= Beginning of Section =
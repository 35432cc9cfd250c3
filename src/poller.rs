//! Classification of a status report for one task view.

use crate::types::{InstanceRecord, StatusReport, UiState};

/// First record bound to `identifier`, in response order.
pub fn matching_record<'a>(report: &'a StatusReport, identifier: &str) -> Option<&'a InstanceRecord> {
    if !report.success {
        return None;
    }
    report
        .records
        .iter()
        .find(|record| record.identifier == identifier)
}

pub fn classify(report: &StatusReport, identifier: &str) -> UiState {
    match matching_record(report, identifier) {
        Some(record) => UiState::InstanceActive(record.clone()),
        None => UiState::NoInstance,
    }
}
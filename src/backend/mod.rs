//! Boundary to the server that owns instance records.

use async_trait::async_trait;
use thiserror::Error;

use crate::types::{ActionReply, InstanceRequest, StatusReport};

pub mod http;

pub use http::{HttpBackend, HttpBackendConfig};

#[derive(Debug, Clone, Error, Eq, PartialEq)]
pub enum BackendError {
    /// No response was obtained at all.
    #[error("transport failure: {0}")]
    Transport(String),
    /// A response arrived but was marked unsuccessful.
    #[error("request rejected (status {status:?}): {}", message.as_deref().unwrap_or("no message"))]
    Rejected {
        status: Option<u16>,
        message: Option<String>,
    },
    #[error("unreadable response: {0}")]
    Malformed(String),
}

impl BackendError {
    /// The text a user should see, preferring whatever the backend said.
    pub fn user_message(&self, fallback: &str) -> String {
        match self {
            BackendError::Rejected {
                message: Some(message),
                ..
            } if !message.trim().is_empty() => message.clone(),
            _ => fallback.to_string(),
        }
    }
}

#[async_trait]
pub trait InstanceBackend: Send + Sync {
    /// Read every instance record the backend is willing to show this user.
    async fn fetch_status(&self) -> Result<StatusReport, BackendError>;

    /// Start or stop the instance described by `request`.
    async fn request_instance(&self, request: &InstanceRequest)
    -> Result<ActionReply, BackendError>;
}
mod common;

use std::time::Duration;

use ctfd_instance::countdown::CountdownPhase;
use ctfd_instance::modal::{ModalContent, ModalControl};
use ctfd_instance::types::{ActionOutcome, ActionReply, UiState};
use ctfd_instance::view::Panel;

use common::{FakeBackend, active, empty, harness, record, rejected, settle};

fn modal(title: &str, body: &str, label: &str) -> ModalContent {
    ModalContent {
        title: title.to_string(),
        body: body.to_string(),
        confirm_label: label.to_string(),
    }
}

#[tokio::test(start_paused = true)]
async fn activation_mounts_modal_and_renders_start_affordance() {
    let h = harness(FakeBackend::default());

    let state = h.controller.activate().await;

    assert_eq!(state, UiState::NoInstance);
    assert_eq!(h.presenter.mounted(), 1);
    assert_eq!(h.view.panels(), vec![Panel::StartAffordance]);
    assert_eq!(h.controller.countdown_phase(), CountdownPhase::Idle);
    assert!(h.controller.watcher_engaged());
}

#[tokio::test(start_paused = true)]
async fn start_shows_links_countdown_and_cooldown_notice() {
    let h = harness(FakeBackend::default());
    h.controller.activate().await;
    let running = record("abcdef0123456789", 300);
    h.backend.set_status(active(running.clone()));

    let outcome = h.controller.start_instance().await;
    settle().await;

    assert_eq!(outcome, ActionOutcome::Started);
    assert_eq!(h.backend.requests().len(), 1);
    assert!(!h.backend.requests()[0].stop);
    assert_eq!(
        h.view.panels(),
        vec![Panel::StartAffordance, Panel::Loading, Panel::active(&running)]
    );

    let Some(Panel::Active { links, .. }) = h.view.last_panel() else {
        panic!("expected active panel");
    };
    let addresses = links
        .iter()
        .map(|link| link.address.as_str())
        .collect::<Vec<_>>();
    assert_eq!(addresses, vec!["10.0.0.5:1337", "10.0.0.5:8080"]);

    assert_eq!(h.controller.countdown_region(), Some(running.countdown_region()));
    assert_eq!(
        h.view.countdowns().first(),
        Some(&(running.countdown_region(), "5:00".to_string()))
    );
    tokio::time::sleep(Duration::from_millis(1_001)).await;
    assert_eq!(
        h.view.countdowns().last().map(|(_, text)| text.as_str()),
        Some("4:59")
    );

    assert_eq!(
        h.presenter.presented(),
        vec![modal(
            "Attention!",
            "An instance was started for you.\nNote that you can only restart or stop an instance once per 5 minutes!",
            "Got it!",
        )]
    );

    assert!(h.controller.close_modal(ModalControl::Confirm));
    settle().await;
    let UiState::InstanceActive(shown) = h.controller.state() else {
        panic!("expected an active instance after closing the notice");
    };
    assert_eq!(shown, running);
    assert_eq!(shown.links().len(), 2);
    assert!(!h.controller.modal().is_open());
}

#[tokio::test(start_paused = true)]
async fn failed_start_shows_backend_message_and_reconciles_on_close() {
    let backend = FakeBackend::default();
    backend.set_action(Err(rejected(Some("rate limited"))));
    let h = harness(backend);
    h.controller.activate().await;

    let outcome = h.controller.start_instance().await;

    assert_eq!(outcome, ActionOutcome::Failed("rate limited".to_string()));
    assert_eq!(
        h.presenter.presented(),
        vec![modal("Error!", "rate limited", "Got it!")]
    );
    assert_eq!(h.backend.status_calls(), 1);

    assert!(h.controller.close_modal(ModalControl::Dismiss));
    settle().await;
    assert_eq!(h.backend.status_calls(), 2);

    assert!(!h.controller.close_modal(ModalControl::Confirm));
    settle().await;
    assert_eq!(h.backend.status_calls(), 2);
    assert_eq!(h.view.last_panel(), Some(Panel::StartAffordance));
}

#[tokio::test(start_paused = true)]
async fn failed_start_without_message_uses_generic_text() {
    let backend = FakeBackend::default();
    backend.set_action(Err(rejected(None)));
    let h = harness(backend);
    h.controller.activate().await;

    let outcome = h.controller.start_instance().await;

    let expected = "An unknown error occurred when starting your instance.";
    assert_eq!(outcome, ActionOutcome::Failed(expected.to_string()));
    assert_eq!(h.presenter.presented(), vec![modal("Error!", expected, "Got it!")]);
}

#[tokio::test(start_paused = true)]
async fn declined_stop_makes_no_request() {
    let h = harness(FakeBackend::default());
    h.backend.set_status(active(record("abcdef0123456789", 300)));
    h.controller.activate().await;
    h.view.answer(false);

    let outcome = h.controller.stop_instance().await;
    settle().await;

    assert_eq!(outcome, ActionOutcome::Declined);
    assert_eq!(
        h.view.prompts(),
        vec!["Are you sure you want to stop the instance for:\nPwn1".to_string()]
    );
    assert!(h.backend.requests().is_empty());
    assert_eq!(h.backend.status_calls(), 1);
    assert!(h.presenter.presented().is_empty());
}

#[tokio::test(start_paused = true)]
async fn stop_confirms_then_reconciles_when_dialog_closes() {
    let h = harness(FakeBackend::default());
    h.backend.set_status(active(record("abcdef0123456789", 300)));
    h.controller.activate().await;
    h.backend.set_status(empty());
    h.backend.set_action(Ok(ActionReply {
        message: Some("stopped".to_string()),
    }));

    let outcome = h.controller.stop_instance().await;

    assert_eq!(outcome, ActionOutcome::Stopped);
    assert!(h.backend.requests()[0].stop);
    assert_eq!(
        h.presenter.presented(),
        vec![modal(
            "Attention!",
            "The instance for\nPwn1\nwas stopped successfully.",
            "Close",
        )]
    );
    assert_eq!(h.backend.status_calls(), 1);

    assert!(h.controller.close_modal(ModalControl::Confirm));
    settle().await;

    assert_eq!(h.backend.status_calls(), 2);
    assert_eq!(h.controller.state(), UiState::NoInstance);
    assert_eq!(h.view.last_panel(), Some(Panel::StartAffordance));
    assert_eq!(h.controller.countdown_phase(), CountdownPhase::Idle);
}

#[tokio::test(start_paused = true)]
async fn failed_stop_shows_error_dialog() {
    let h = harness(FakeBackend::default());
    h.controller.activate().await;
    h.backend.set_action(Err(rejected(None)));

    let outcome = h.controller.stop_instance().await;

    let expected = "An unknown error occurred while stopping the instance.";
    assert_eq!(outcome, ActionOutcome::Failed(expected.to_string()));
    assert_eq!(h.presenter.presented(), vec![modal("Error", expected, "Close")]);

    assert!(h.controller.close_modal(ModalControl::Dismiss));
    settle().await;
    assert_eq!(h.backend.status_calls(), 2);
}

#[tokio::test(start_paused = true)]
async fn stale_reconcile_result_is_dropped() {
    let h = harness(FakeBackend::default());
    h.controller.activate().await;
    h.backend.queue_status(
        Duration::from_secs(2),
        Ok(active(record("abcdef0123456789", 300))),
    );
    h.backend.queue_status(Duration::ZERO, Ok(empty()));

    let slow = h.controller.clone();
    let slow = tokio::spawn(async move { slow.reconcile().await });
    settle().await;

    let fast = h.controller.reconcile().await;
    let late = slow.await.expect("slow reconcile task");

    assert_eq!(fast, UiState::NoInstance);
    assert!(matches!(late, UiState::InstanceActive(_)));
    assert_eq!(h.controller.state(), UiState::NoInstance);
    assert!(
        !h.view
            .panels()
            .iter()
            .any(|panel| matches!(panel, Panel::Active { .. }))
    );
    assert_eq!(h.controller.countdown_phase(), CountdownPhase::Idle);
}

#[tokio::test(start_paused = true)]
async fn results_after_deactivate_are_ignored() {
    let h = harness(FakeBackend::default());
    h.controller.activate().await;
    h.backend.queue_status(
        Duration::from_secs(2),
        Ok(active(record("abcdef0123456789", 300))),
    );

    let pending = h.controller.clone();
    let pending = tokio::spawn(async move { pending.reconcile().await });
    settle().await;
    h.controller.deactivate();
    h.controller.deactivate();
    pending.await.expect("pending reconcile task");

    assert!(!h.controller.is_active());
    assert!(!h.controller.watcher_engaged());
    assert_eq!(h.view.panels(), vec![Panel::StartAffordance]);
    assert_eq!(h.controller.countdown_phase(), CountdownPhase::Idle);
}

#[tokio::test(start_paused = true)]
async fn expiry_shows_expired_panel_then_reconciles_after_grace() {
    let h = harness(FakeBackend::default());
    h.backend
        .queue_status(Duration::ZERO, Ok(active(record("abcdef0123456789", 3))));
    h.controller.activate().await;

    tokio::time::sleep(Duration::from_millis(3_500)).await;

    assert_eq!(h.controller.state(), UiState::Expired);
    assert_eq!(h.view.last_panel(), Some(Panel::Expired));
    assert_eq!(h.controller.countdown_phase(), CountdownPhase::Expired);
    assert_eq!(h.backend.status_calls(), 1);
    let texts = h
        .view
        .countdowns()
        .into_iter()
        .map(|(_, text)| text)
        .collect::<Vec<_>>();
    assert_eq!(texts, vec!["0:03", "0:02", "0:01"]);

    tokio::time::sleep(Duration::from_secs(7)).await;

    assert_eq!(h.backend.status_calls(), 2);
    assert_eq!(h.controller.state(), UiState::NoInstance);
    assert_eq!(h.view.last_panel(), Some(Panel::StartAffordance));
    assert_eq!(h.controller.countdown_phase(), CountdownPhase::Idle);
}

#[tokio::test(start_paused = true)]
async fn far_past_expiry_is_treated_as_expired() {
    let h = harness(FakeBackend::default());
    let mut stale = record("abcdef0123456789", 0);
    stale.expires_at_epoch_seconds = i64::MIN;
    h.backend.queue_status(Duration::ZERO, Ok(active(stale)));
    h.controller.activate().await;

    tokio::time::sleep(Duration::from_millis(10)).await;

    assert_eq!(h.controller.state(), UiState::Expired);
    assert_eq!(h.view.last_panel(), Some(Panel::Expired));
    assert!(h.view.countdowns().is_empty());

    tokio::time::sleep(Duration::from_secs(7)).await;

    assert_eq!(h.backend.status_calls(), 2);
    assert_eq!(h.controller.state(), UiState::NoInstance);
}

#[tokio::test(start_paused = true)]
async fn reconcile_with_new_instance_rebinds_countdown() {
    let h = harness(FakeBackend::default());
    let first = record("aaaaaaaaaaaa", 300);
    let second = record("bbbbbbbbbbbb", 600);
    h.backend.set_status(active(first.clone()));
    h.controller.activate().await;
    settle().await;

    h.backend.set_status(active(second.clone()));
    h.controller.reconcile().await;
    settle().await;
    let rebound_at = h.view.countdowns().len();
    tokio::time::sleep(Duration::from_secs(3)).await;

    assert_eq!(h.controller.countdown_region(), Some(second.countdown_region()));
    let after = &h.view.countdowns()[rebound_at - 1..];
    assert!(after.len() >= 3);
    assert!(
        after
            .iter()
            .all(|(region, _)| *region == second.countdown_region())
    );
    assert_eq!(after[0].1, "10:00");
}

#[tokio::test(start_paused = true)]
async fn solve_notification_triggers_one_reconcile() {
    let h = harness(FakeBackend::default());
    h.backend.set_status(active(record("abcdef0123456789", 3_600)));
    h.controller.activate().await;

    tokio::time::sleep(Duration::from_secs(5)).await;
    assert_eq!(h.backend.status_calls(), 1);

    h.signal.notify("Correct");
    tokio::time::sleep(Duration::from_secs(2)).await;
    assert_eq!(h.backend.status_calls(), 2);
    assert!(!h.controller.watcher_engaged());

    tokio::time::sleep(Duration::from_secs(10)).await;
    assert_eq!(h.backend.status_calls(), 2);
}

#[tokio::test(start_paused = true)]
async fn hidden_view_stops_solve_watcher() {
    let h = harness(FakeBackend::default());
    h.controller.activate().await;

    h.signal.set_visible(false);
    tokio::time::sleep(Duration::from_secs(2)).await;
    h.signal.set_visible(true);
    h.signal.notify("Correct");
    tokio::time::sleep(Duration::from_secs(5)).await;

    assert!(!h.controller.watcher_engaged());
    assert_eq!(h.backend.status_calls(), 1);
}

#[tokio::test(start_paused = true)]
async fn inactive_view_suppresses_modals() {
    let h = harness(FakeBackend::default());

    let outcome = h.controller.start_instance().await;

    assert_eq!(outcome, ActionOutcome::Started);
    assert!(h.presenter.presented().is_empty());
    assert!(h.view.panels().is_empty());
}
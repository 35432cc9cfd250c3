//! Per-view countdown bound to one instance's expiry.
//!
//! A [`CountdownTimer`] owns at most one live poll session. Arming replaces the
//! previous session unconditionally, which also drops a grace-delay
//! re-reconciliation that has not fired yet.

use std::sync::{Arc, Mutex, MutexGuard, PoisonError};
use std::time::Duration;

use tokio::task::JoinHandle;
use tokio::time::MissedTickBehavior;
use tracing::{debug, trace};

use crate::clock::Clock;
use crate::types::RegionId;

pub const DEFAULT_TICK_INTERVAL: Duration = Duration::from_secs(1);
pub const DEFAULT_GRACE_DELAY: Duration = Duration::from_secs(7);

#[derive(Debug, Clone, Copy, Eq, PartialEq)]
pub enum CountdownPhase {
    Idle,
    Armed,
    Ticking,
    Expired,
    /// Grace delay elapsed and the re-reconciliation was handed off.
    Reconciling,
}

/// Receives countdown output. Called from the countdown task.
pub trait CountdownObserver: Send + Sync {
    fn tick(&self, region: &RegionId, remaining: &str);
    fn expired(&self, region: &RegionId);
    fn grace_elapsed(&self);
}

/// Render `minutes:seconds` for a positive remaining duration.
pub fn format_remaining(remaining_ms: i64) -> Option<String> {
    if remaining_ms <= 0 {
        return None;
    }

    let minutes = remaining_ms / 60_000;
    let seconds = (remaining_ms % 60_000) / 1_000;
    Some(format!("{minutes}:{seconds:02}"))
}

struct PollSession {
    region: RegionId,
    expires_at_ms: i64,
    phase: Arc<Mutex<CountdownPhase>>,
    handle: JoinHandle<()>,
}

pub struct CountdownTimer {
    clock: Arc<dyn Clock>,
    tick_interval: Duration,
    grace_delay: Duration,
    session: Mutex<Option<PollSession>>,
}

impl CountdownTimer {
    pub fn new(clock: Arc<dyn Clock>, tick_interval: Duration, grace_delay: Duration) -> Self {
        Self {
            clock,
            tick_interval: tick_interval.max(Duration::from_millis(1)),
            grace_delay,
            session: Mutex::new(None),
        }
    }

    /// Start counting down to `expires_at_ms`, replacing any previous session.
    ///
    /// Must be called from within a tokio runtime.
    pub fn arm(
        &self,
        expires_at_ms: i64,
        region: RegionId,
        observer: Arc<dyn CountdownObserver>,
    ) {
        let mut slot = lock(&self.session);
        if let Some(previous) = slot.take() {
            debug!(region = %previous.region, "replacing countdown session");
            previous.handle.abort();
        }

        let phase = Arc::new(Mutex::new(CountdownPhase::Armed));
        let handle = tokio::spawn(run_countdown(CountdownRun {
            clock: Arc::clone(&self.clock),
            expires_at_ms,
            region: region.clone(),
            tick_interval: self.tick_interval,
            grace_delay: self.grace_delay,
            phase: Arc::clone(&phase),
            observer,
        }));

        debug!(region = %region, expires_at_ms, "countdown armed");
        *slot = Some(PollSession {
            region,
            expires_at_ms,
            phase,
            handle,
        });
    }

    /// Stop the current session. Returns `false` when nothing was armed.
    pub fn cancel(&self) -> bool {
        let Some(session) = lock(&self.session).take() else {
            return false;
        };

        session.handle.abort();
        debug!(region = %session.region, "countdown cancelled");
        true
    }

    pub fn phase(&self) -> CountdownPhase {
        lock(&self.session)
            .as_ref()
            .map(|session| *lock(&session.phase))
            .unwrap_or(CountdownPhase::Idle)
    }

    pub fn is_armed(&self) -> bool {
        lock(&self.session).is_some()
    }

    pub fn armed_region(&self) -> Option<RegionId> {
        lock(&self.session)
            .as_ref()
            .map(|session| session.region.clone())
    }

    pub fn armed_expiry_millis(&self) -> Option<i64> {
        lock(&self.session)
            .as_ref()
            .map(|session| session.expires_at_ms)
    }
}

impl Drop for CountdownTimer {
    fn drop(&mut self) {
        self.cancel();
    }
}

struct CountdownRun {
    clock: Arc<dyn Clock>,
    expires_at_ms: i64,
    region: RegionId,
    tick_interval: Duration,
    grace_delay: Duration,
    phase: Arc<Mutex<CountdownPhase>>,
    observer: Arc<dyn CountdownObserver>,
}

async fn run_countdown(run: CountdownRun) {
    let mut ticker = tokio::time::interval(run.tick_interval);
    ticker.set_missed_tick_behavior(MissedTickBehavior::Delay);

    loop {
        ticker.tick().await;
        let remaining_ms = run.expires_at_ms.saturating_sub(run.clock.now_epoch_millis());

        if let Some(text) = format_remaining(remaining_ms) {
            *lock(&run.phase) = CountdownPhase::Ticking;
            trace!(region = %run.region, remaining = %text, "countdown tick");
            run.observer.tick(&run.region, &text);
            continue;
        }

        *lock(&run.phase) = CountdownPhase::Expired;
        debug!(
            region = %run.region,
            grace_ms = run.grace_delay.as_millis() as u64,
            "instance expired; waiting before re-reconciling"
        );
        run.observer.expired(&run.region);

        tokio::time::sleep(run.grace_delay).await;
        *lock(&run.phase) = CountdownPhase::Reconciling;
        run.observer.grace_elapsed();
        return;
    }
}

fn lock<T>(mutex: &Mutex<T>) -> MutexGuard<'_, T> {
    mutex.lock().unwrap_or_else(PoisonError::into_inner)
}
= End of Section =
**Action item**
Given the records above, return exactly the lines starting at the line containing "let slow = tokio::spawn(async" and ending at the line containing "assert!(matches!(late, UiState::InstanceActive(_)));", including both.

**Response area**
    let slow = tokio::spawn(async move { slow.reconcile().await });
    settle().await;

    let fast = h.controller.reconcile().await;
    let late = slow.await.expect("slow reconcile task");

    assert_eq!(fast, UiState::NoInstance);
    assert!(matches!(late, UiState::InstanceActive(_)));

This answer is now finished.